Il risparmio può essere definito semplicemente come reddito non utilizzato per spese correnti. Riguardo ai settori istituzionali sono risparmio: il reddito non consumato dalle famiglie, gli utili delle imprese se non distribuiti, le entrati eccedenti le uscite nella p.a.
L’analisi economica studia le decisioni che determinano nell’individuo il bisogno di risparmiare le decisioni di investire quanto accantonato, il risparmio e lo sviluppo economico dei paesi.
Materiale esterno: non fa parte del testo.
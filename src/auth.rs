//! OAuth implicit-grant helpers.
//!
//! Outbound: build the authorization URL the user is sent to.
//! Inbound: pull `access_token` out of the fragment of the URL the
//! authorization server redirected back to.

use crate::config::Config;
use crate::token_store::Credential;

/// Authorization URL for the login redirect.
///
/// ```
/// use moodfacts::{auth, config::Config};
///
/// let url = auth::authorize_url(&Config::default());
/// assert!(url.starts_with("https://accounts.spotify.com/authorize?client_id="));
/// assert!(url.ends_with("&response_type=token"));
/// ```
#[must_use]
pub fn authorize_url(config: &Config) -> String {
    format!(
        "{}?client_id={}&redirect_uri={}&scope={}&response_type={}",
        config.auth_endpoint,
        config.client_id,
        urlencoding::encode(&config.redirect_uri),
        urlencoding::encode(&config.scopes.join(" ")),
        config.response_type,
    )
}

/// Extracts the access token from a redirect URL's fragment.
///
/// The fragment is read as a form-encoded parameter list; other fields
/// (`token_type`, `expires_in`, `state`, ...) are ignored. An empty
/// `access_token` counts as absent.
#[must_use]
pub fn token_from_url(location: &str) -> Option<Credential> {
    let (_, fragment) = location.split_once('#')?;

    url::form_urlencoded::parse(fragment.as_bytes())
        .find(|(key, _)| key == "access_token")
        .map(|(_, value)| value.into_owned())
        .filter(|token| !token.is_empty())
        .map(Credential::new)
}

/// Where the address bar should point once the token has been captured.
#[must_use]
pub fn clean_url(config: &Config) -> String {
    config.redirect_uri.clone()
}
Secondo Keynes la propensione al risparmio e funzione del reddito reale o disponibile dunque il reddito che rimane nelle mani delle famiglie dopo che sono state pagate le tasse e ricevuti i trasferimenti dal settore pubblico (indennità, pensioni e simili). Si è tuttavia riconosciuto anche l’importanza per il risparmio e le decisioni di investimento in relazione alle condizioni di mercato alle quali è possibile scambiare beni presenti contro beni futuri e inoltre altro fondamentale fattore il saggio di interesse riconosciuto da istituzioni, enti sopranazionali e aziende. Tra le motivazioni più di ordine soggettivo ricordiamo che il risparmio asseconda l’esigenza di costruire una riserva per fronteggiare situazioni imprevedibili o anche previste nel futuro e tali comunque da far conseguire una migliore indipendenza economica, nonché infine il desiderio tutto umano di accrescere oltre che possedere ricchezza anche per lasciarla ai posteri.